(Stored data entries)
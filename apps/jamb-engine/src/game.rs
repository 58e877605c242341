//! `Game`: the facade a presentation layer drives.
//!
//! Wraps a [`GameState`], the dice source and the event subscribers. Every
//! operation delegates to [`crate::domain::turn`] and then publishes the
//! resulting [`GameTransition`]s.

use crate::config::GameConfig;
use crate::domain::dice::{DiceRoller, DiceSet, SeededRoller};
use crate::domain::game_transition::{derive_turn_transitions, GameTransition, TurnView};
use crate::domain::scoring::ScoreSnapshot;
use crate::domain::seed_derivation::derive_turn_seed;
use crate::domain::sheet::PlayerSheet;
use crate::domain::sheet_types::CellRef;
use crate::domain::state::{GameState, PlayerId, TurnPhase};
use crate::domain::turn::{self, Standing};
use crate::errors::domain::DomainError;

/// Callback receiving every transition in order.
pub type Subscriber = Box<dyn FnMut(&GameTransition) + Send>;

pub struct Game {
    state: GameState,
    roller: Box<dyn DiceRoller>,
    /// Game seed; the roller is re-derived from it at every turn.
    seed: Option<u64>,
    subscribers: Vec<Subscriber>,
}

impl std::fmt::Debug for Game {
    fn fmt(&self, f: &mut std::fmt::Formatter<'_>) -> std::fmt::Result {
        f.debug_struct("Game")
            .field("state", &self.state)
            .field("seed", &self.seed)
            .field("subscribers", &self.subscribers.len())
            .finish_non_exhaustive()
    }
}

impl Game {
    /// Start a game. Dice come from `config.seed` when set, otherwise from
    /// system entropy.
    pub fn start<S: AsRef<str>>(names: &[S], config: GameConfig) -> Result<Self, DomainError> {
        let seed = config.seed;
        let state = turn::start_game(names, config)?;
        let roller: Box<dyn DiceRoller> = match seed {
            Some(seed) => Box::new(SeededRoller::new(derive_turn_seed(seed, 1, 0))),
            None => Box::new(SeededRoller::from_entropy()),
        };
        Ok(Self {
            state,
            roller,
            seed,
            subscribers: Vec::new(),
        })
    }

    /// Start a game with an injected dice source. `config.seed` is ignored.
    pub fn with_roller<S, R>(
        names: &[S],
        config: GameConfig,
        roller: R,
    ) -> Result<Self, DomainError>
    where
        S: AsRef<str>,
        R: DiceRoller + 'static,
    {
        let state = turn::start_game(names, config)?;
        Ok(Self {
            state,
            roller: Box::new(roller),
            seed: None,
            subscribers: Vec::new(),
        })
    }

    /// Register a callback. It immediately receives `GameStarted`, then every
    /// later transition.
    pub fn subscribe<F>(&mut self, callback: F)
    where
        F: FnMut(&GameTransition) + Send + 'static,
    {
        let mut callback: Subscriber = Box::new(callback);
        callback(&GameTransition::GameStarted {
            players: self.state.sheets.iter().map(|s| s.name.clone()).collect(),
        });
        self.subscribers.push(callback);
    }

    fn publish(&mut self, transitions: &[GameTransition]) {
        for subscriber in &mut self.subscribers {
            for transition in transitions {
                subscriber(transition);
            }
        }
    }

    pub fn roll_dice(&mut self) -> Result<ScoreSnapshot, DomainError> {
        let result = turn::roll_dice(&mut self.state, self.roller.as_mut())?;
        self.publish(&[GameTransition::DiceRolled {
            player_id: self.state.active,
            roll: result.roll_no,
            dice: result.dice,
        }]);
        Ok(result.snapshot)
    }

    pub fn toggle_hold(&mut self, die_index: usize) -> Result<bool, DomainError> {
        turn::toggle_hold(&mut self.state, die_index)
    }

    /// Select the cell for the next write; `false` when it is not writable.
    pub fn choose_cell(&mut self, cell: CellRef) -> Result<bool, DomainError> {
        turn::choose_cell(&mut self.state, cell)
    }

    pub fn announce(&mut self, cell: CellRef) -> Result<(), DomainError> {
        let before = TurnView::of(&self.state);
        let result = turn::announce(&mut self.state, cell)?;

        let mut transitions = vec![GameTransition::Announced {
            player_id: self.state.active,
            cell: result.cell,
        }];
        transitions.extend(self.derive_since(&before));
        self.publish(&transitions);
        Ok(())
    }

    /// Write `value` into the selected cell and pass the turn. Returns the
    /// index of the player who acts next.
    pub fn write_value(&mut self, value: u16) -> Result<PlayerId, DomainError> {
        let before = TurnView::of(&self.state);
        let result = turn::write_value(&mut self.state, value)?;

        if let Some(seed) = self.seed.filter(|_| !result.game_over) {
            self.roller = Box::new(SeededRoller::new(derive_turn_seed(
                seed,
                self.state.hand_no(),
                self.state.active,
            )));
        }

        let mut transitions = vec![GameTransition::CellWritten {
            player_id: result.player,
            cell: result.cell,
            value: result.value,
        }];
        transitions.extend(self.derive_since(&before));
        self.publish(&transitions);
        Ok(result.next_player)
    }

    fn derive_since(&self, before: &TurnView) -> Vec<GameTransition> {
        let after = TurnView::of(&self.state);
        derive_turn_transitions(before, &after, || {
            self.state.sheets.iter().map(PlayerSheet::grand_total).collect()
        })
    }

    pub fn sheet(&self, player: PlayerId) -> Result<&PlayerSheet, DomainError> {
        self.state.sheet(player)
    }

    pub fn active_player(&self) -> PlayerId {
        self.state.active
    }

    pub fn remaining_rolls(&self) -> u8 {
        self.state.remaining_rolls()
    }

    pub fn is_complete(&self) -> bool {
        self.state.is_complete()
    }

    pub fn writable_cells(&self) -> Vec<CellRef> {
        self.state.writable_cells()
    }

    pub fn phase(&self) -> TurnPhase {
        self.state.phase()
    }

    /// Scores of the latest roll this turn.
    pub fn snapshot(&self) -> Option<ScoreSnapshot> {
        self.state.snapshot
    }

    pub fn selection(&self) -> Option<CellRef> {
        self.state.selection
    }

    pub fn dice(&self) -> &DiceSet {
        &self.state.dice
    }

    pub fn standings(&self) -> Vec<Standing> {
        turn::standings(&self.state)
    }

    pub fn state(&self) -> &GameState {
        &self.state
    }
}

The task: Above are the records; copy each line from them that includes the string "impl".

Output of the exercise:
impl std::fmt::Debug for Game {
impl Game {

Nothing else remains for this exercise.